§ **Source records**:

Segment Open

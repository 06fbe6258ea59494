pub mod constants;
pub mod settings;

pub use constants::*;
pub use settings::Settings;
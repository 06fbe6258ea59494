use argon2::{
    password_hash::{rand_core, PasswordHasher, SaltString},
    Algorithm, Argon2, Params, PasswordHash, PasswordVerifier, Version,
};
use async_trait::async_trait;
use fixpay_core::{CredentialHasher, CredentialHasherError};
use secrecy::{ExposeSecret, Secret};

/// Argon2id hasher used for both passwords and OTP codes. Key derivation
/// runs on the blocking pool so it never stalls the request executor.
#[derive(Clone)]
pub struct Argon2Hasher {
    params: Params,
}

impl Argon2Hasher {
    pub fn new() -> Self {
        // Same cost profile for passwords and the short-lived OTP codes.
        Self::with_params(15000, 2, 1)
    }

    /// Lighter parameters for tests; production callers use `new`.
    pub fn with_params(m_cost: u32, t_cost: u32, p_cost: u32) -> Self {
        Self {
            params: Params::new(m_cost, t_cost, p_cost, None).expect("argon2 params are valid"),
        }
    }

    fn argon2(&self) -> Argon2<'static> {
        Argon2::new(Algorithm::Argon2id, Version::V0x13, self.params.clone())
    }
}

impl Default for Argon2Hasher {
    fn default() -> Self {
        Self::new()
    }
}

#[async_trait]
impl CredentialHasher for Argon2Hasher {
    #[tracing::instrument(name = "Computing credential hash", skip_all)]
    async fn hash(
        &self,
        plaintext: Secret<String>,
    ) -> Result<Secret<String>, CredentialHasherError> {
        let hasher = self.argon2();
        let current_span = tracing::Span::current();

        tokio::task::spawn_blocking(move || {
            current_span.in_scope(move || {
                let salt = SaltString::generate(rand_core::OsRng);
                hasher
                    .hash_password(plaintext.expose_secret().as_bytes(), &salt)
                    .map(|hash| Secret::from(hash.to_string()))
                    .map_err(|e| CredentialHasherError::HashingError(e.to_string()))
            })
        })
        .await
        .map_err(|e| CredentialHasherError::HashingError(e.to_string()))?
    }

    #[tracing::instrument(name = "Verifying credential hash", skip_all)]
    async fn verify(
        &self,
        plaintext: Secret<String>,
        hash: &Secret<String>,
    ) -> Result<bool, CredentialHasherError> {
        let verifier = self.argon2();
        let expected = hash.clone();
        let current_span = tracing::Span::current();

        tokio::task::spawn_blocking(move || {
            current_span.in_scope(move || {
                let expected = PasswordHash::new(expected.expose_secret())
                    .map_err(|e| CredentialHasherError::HashingError(e.to_string()))?;

                match verifier.verify_password(plaintext.expose_secret().as_bytes(), &expected) {
                    Ok(()) => Ok(true),
                    Err(argon2::password_hash::Error::Password) => Ok(false),
                    Err(e) => Err(CredentialHasherError::HashingError(e.to_string())),
                }
            })
        })
        .await
        .map_err(|e| CredentialHasherError::HashingError(e.to_string()))?
    }
}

Segment Closed

§ **WHAT YOU ARE ASKED TO DO**: Repeat each record exactly, leaving nothing out.

§ **ANSWER TO THIS PROBLEM**:
repository 06fbe6258ea59494
pub mod constants;
pub mod settings;

pub use constants::*;
pub use settings::Settings;
repository 06fbe6258ea59494
use argon2::{
    password_hash::{rand_core, PasswordHasher, SaltString},
    Algorithm, Argon2, Params, PasswordHash, PasswordVerifier, Version,
};
use async_trait::async_trait;
use fixpay_core::{CredentialHasher, CredentialHasherError};
use secrecy::{ExposeSecret, Secret};

/// Argon2id hasher used for both passwords and OTP codes. Key derivation
/// runs on the blocking pool so it never stalls the request executor.
#[derive(Clone)]
pub struct Argon2Hasher {
    params: Params,
}

impl Argon2Hasher {
    pub fn new() -> Self {
        // Same cost profile for passwords and the short-lived OTP codes.
        Self::with_params(15000, 2, 1)
    }

    /// Lighter parameters for tests; production callers use `new`.
    pub fn with_params(m_cost: u32, t_cost: u32, p_cost: u32) -> Self {
        Self {
            params: Params::new(m_cost, t_cost, p_cost, None).expect("argon2 params are valid"),
        }
    }

    fn argon2(&self) -> Argon2<'static> {
        Argon2::new(Algorithm::Argon2id, Version::V0x13, self.params.clone())
    }
}

impl Default for Argon2Hasher {
    fn default() -> Self {
        Self::new()
    }
}

#[async_trait]
impl CredentialHasher for Argon2Hasher {
    #[tracing::instrument(name = "Computing credential hash", skip_all)]
    async fn hash(
        &self,
        plaintext: Secret<String>,
    ) -> Result<Secret<String>, CredentialHasherError> {
        let hasher = self.argon2();
        let current_span = tracing::Span::current();

        tokio::task::spawn_blocking(move || {
            current_span.in_scope(move || {
                let salt = SaltString::generate(rand_core::OsRng);
                hasher
                    .hash_password(plaintext.expose_secret().as_bytes(), &salt)
                    .map(|hash| Secret::from(hash.to_string()))
                    .map_err(|e| CredentialHasherError::HashingError(e.to_string()))
            })
        })
        .await
        .map_err(|e| CredentialHasherError::HashingError(e.to_string()))?
    }

    #[tracing::instrument(name = "Verifying credential hash", skip_all)]
    async fn verify(
        &self,
        plaintext: Secret<String>,
        hash: &Secret<String>,
    ) -> Result<bool, CredentialHasherError> {
        let verifier = self.argon2();
        let expected = hash.clone();
        let current_span = tracing::Span::current();

        tokio::task::spawn_blocking(move || {
            current_span.in_scope(move || {
                let expected = PasswordHash::new(expected.expose_secret())
                    .map_err(|e| CredentialHasherError::HashingError(e.to_string()))?;

                match verifier.verify_password(plaintext.expose_secret().as_bytes(), &expected) {
                    Ok(()) => Ok(true),
                    Err(argon2::password_hash::Error::Password) => Ok(false),
                    Err(e) => Err(CredentialHasherError::HashingError(e.to_string())),
                }
            })
        })
        .await
        .map_err(|e| CredentialHasherError::HashingError(e.to_string()))?
    }
}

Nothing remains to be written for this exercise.